As an example-- if you have an error in bash, whats the stack trace look like? Do you have a good way of capturing it? In powershell you can reference the $error[0] variable, and pull up any piece of info you might need to troubleshoot, or even just export the whole thing by "$error | export-cliXML -file C:\somefile.xml" if you're running a nightly job; any issues can later be imported into a new session to diagnose.
Now the question becomes just because you can use it, does it mean you should?
Yes. If you deal with IT infrastructure at all, you would be absolutely crazy not to learn it; its explicitly supported (with native commands) by:
* ALL of the major virtual infrastructure providers (VMWare, HyperV, Xen
* All versions of windows
* A great many storage providers (EMC, NetApp, probably others)
* A number of network infrastructure providers
* IIS, and Exchange -- like it or not these are huge players
* And anything else you want to add support for yourself-- I note that Hadoop for example has community support for powershell
By support, I dont mean in the sense that you could use bash to launch SSH to manage these things. I mean in the sense that VMWare allows you to run the following native powershell commands:
Connect-VIServer myVMCluster
Get-VM | Where-object {$_.powerState -eq "PoweredOn"} | foreach { stop-VM $_}
And all of your VMs will be shut off. Trying to do something like that in bash is doable, it just requires screwing around with scripted SSH access to the VMhosts which is painful, for anyone who has done it.
I much prefer being able to see /etc/fstab than working with some nebulous class with functions that barely make sense.
This is a criticism of object-oriented languages, not powershell. You might as well rail against .Net, or Java, or C++.
An IT department equipped to do reimaging is probably equipped with at least one IT guy dedicated to security who would want to find out what happened and how to prevent it.
Its an eyesore if your idea of a pretty scripting language is one that uses unconventional naming schemes and arbitrarily picked switches that require a man page to explain, sure. The beauty of powershell is you can do tasks you've never done before simply using tab-completion, relying on the parameter names to describe what they do.

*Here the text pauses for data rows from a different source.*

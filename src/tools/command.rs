use crate::error::{Result, SitePublishError};
use std::ffi::{OsStr, OsString};
use std::io::{ErrorKind, Write};
use std::path::{Path, PathBuf};
use std::process::{Command, Stdio};

/// Exit code shells use for "command not found"
const NOT_FOUND_EXIT_CODE: i32 = 127;

/// Captured result of a finished subprocess
#[derive(Debug, Clone, PartialEq)]
pub struct CommandOutput {
    pub code: i32,
    pub stdout: String,
    pub stderr: String,
}

impl CommandOutput {
    pub fn success(&self) -> bool {
        self.code == 0
    }

    /// Stdout followed by stderr, for error reports
    pub fn combined(&self) -> String {
        match (self.stdout.trim().is_empty(), self.stderr.trim().is_empty()) {
            (_, true) => self.stdout.clone(),
            (true, false) => self.stderr.clone(),
            (false, false) => format!("{}\n{}", self.stdout, self.stderr),
        }
    }
}

/// Blocking subprocess builder for the external toolchain.
///
/// ```ignore
/// let out = Cmd::new("npm").args(["config", "get", "prefix"]).run_checked()?;
/// ```
#[derive(Debug, Default, Clone)]
pub struct Cmd {
    program: OsString,
    args: Vec<OsString>,
    cwd: Option<PathBuf>,
    envs: Vec<(OsString, OsString)>,
    stdin_data: Option<Vec<u8>>,
}

impl Cmd {
    pub fn new<S: AsRef<OsStr>>(program: S) -> Self {
        Cmd {
            program: program.as_ref().to_owned(),
            ..Default::default()
        }
    }

    pub fn arg<S: AsRef<OsStr>>(mut self, arg: S) -> Self {
        self.args.push(arg.as_ref().to_owned());
        self
    }

    pub fn args<I, S>(mut self, args: I) -> Self
    where
        I: IntoIterator<Item = S>,
        S: AsRef<OsStr>,
    {
        self.args
            .extend(args.into_iter().map(|a| a.as_ref().to_owned()));
        self
    }

    pub fn cwd<P: AsRef<Path>>(mut self, dir: P) -> Self {
        self.cwd = Some(dir.as_ref().to_owned());
        self
    }

    pub fn env<K: AsRef<OsStr>, V: AsRef<OsStr>>(mut self, key: K, value: V) -> Self {
        self.envs
            .push((key.as_ref().to_owned(), value.as_ref().to_owned()));
        self
    }

    /// Bytes written to the child's stdin before waiting on it
    pub fn stdin<D: AsRef<[u8]>>(mut self, data: D) -> Self {
        self.stdin_data = Some(data.as_ref().to_vec());
        self
    }

    pub fn program_name(&self) -> String {
        self.program.to_string_lossy().to_string()
    }

    /// The command line as the user would type it, for error messages
    pub fn display(&self) -> String {
        std::iter::once(&self.program)
            .chain(self.args.iter())
            .map(|s| s.to_string_lossy())
            .collect::<Vec<_>>()
            .join(" ")
    }

    /// Resolve the program on `PATH` (honouring `PATHEXT` on Windows).
    fn resolve(&self) -> Result<PathBuf> {
        let resolved = match &self.cwd {
            Some(dir) => which::which_in(&self.program, std::env::var_os("PATH"), dir),
            None => which::which(&self.program),
        };
        resolved.map_err(|_| SitePublishError::tool_not_found(self.program_name()))
    }

    /// Build the std command for a child that inherits the terminal
    pub(crate) fn to_command(&self) -> Result<Command> {
        let program = self.resolve()?;
        let mut cmd = Command::new(program);
        cmd.args(&self.args)
            .envs(self.envs.iter().map(|(k, v)| (k, v)));
        if let Some(dir) = &self.cwd {
            cmd.current_dir(dir);
        }
        Ok(cmd)
    }

    /// Run to completion and capture output without judging the exit code.
    ///
    /// Only a missing program is an error here (exit 127 included).
    pub fn run(&self) -> Result<CommandOutput> {
        let mut cmd = self.to_command()?;
        cmd.stdout(Stdio::piped()).stderr(Stdio::piped());
        cmd.stdin(if self.stdin_data.is_some() {
            Stdio::piped()
        } else {
            Stdio::null()
        });

        let mut child = cmd.spawn().map_err(|e| match e.kind() {
            ErrorKind::NotFound => SitePublishError::tool_not_found(self.program_name()),
            _ => SitePublishError::Io(e),
        })?;

        // A child may exit without reading its input; its status and
        // stderr still decide the outcome.
        if let (Some(data), Some(mut stdin)) = (&self.stdin_data, child.stdin.take()) {
            match stdin.write_all(data) {
                Err(e) if e.kind() != ErrorKind::BrokenPipe => return Err(e.into()),
                _ => {}
            }
        }

        let output = child.wait_with_output()?;
        let code = output.status.code().unwrap_or(-1);

        if code == NOT_FOUND_EXIT_CODE {
            return Err(SitePublishError::tool_not_found(self.program_name()));
        }

        Ok(CommandOutput {
            code,
            stdout: String::from_utf8_lossy(&output.stdout).into_owned(),
            stderr: String::from_utf8_lossy(&output.stderr).into_owned(),
        })
    }

    /// Run and require a zero exit code.
    pub fn run_checked(&self) -> Result<CommandOutput> {
        let output = self.run()?;
        if !output.success() {
            return Err(SitePublishError::ToolFailed {
                command: self.display(),
                code: output.code,
                output: output.combined(),
            });
        }
        Ok(output)
    }
}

Powershell is good for the same reason that this:
public String getFirstThreeCustomers (String[] customerList) {
final int NUMBER_OF_CUSTOMERS = 3;
String outputText;
for (int i = 1; i NUMBER_OF_CUSTOMERS; i++) {
outputText = outputText + customerList[i-1];
}
return outputText;
}
Is better code than this:
public String gfc (String[] i) {
return i[0] + i[1] + i[2];
}
Both do the same thing, one is short but not really clear what its used for, the other is explicit and flexible, but wordy.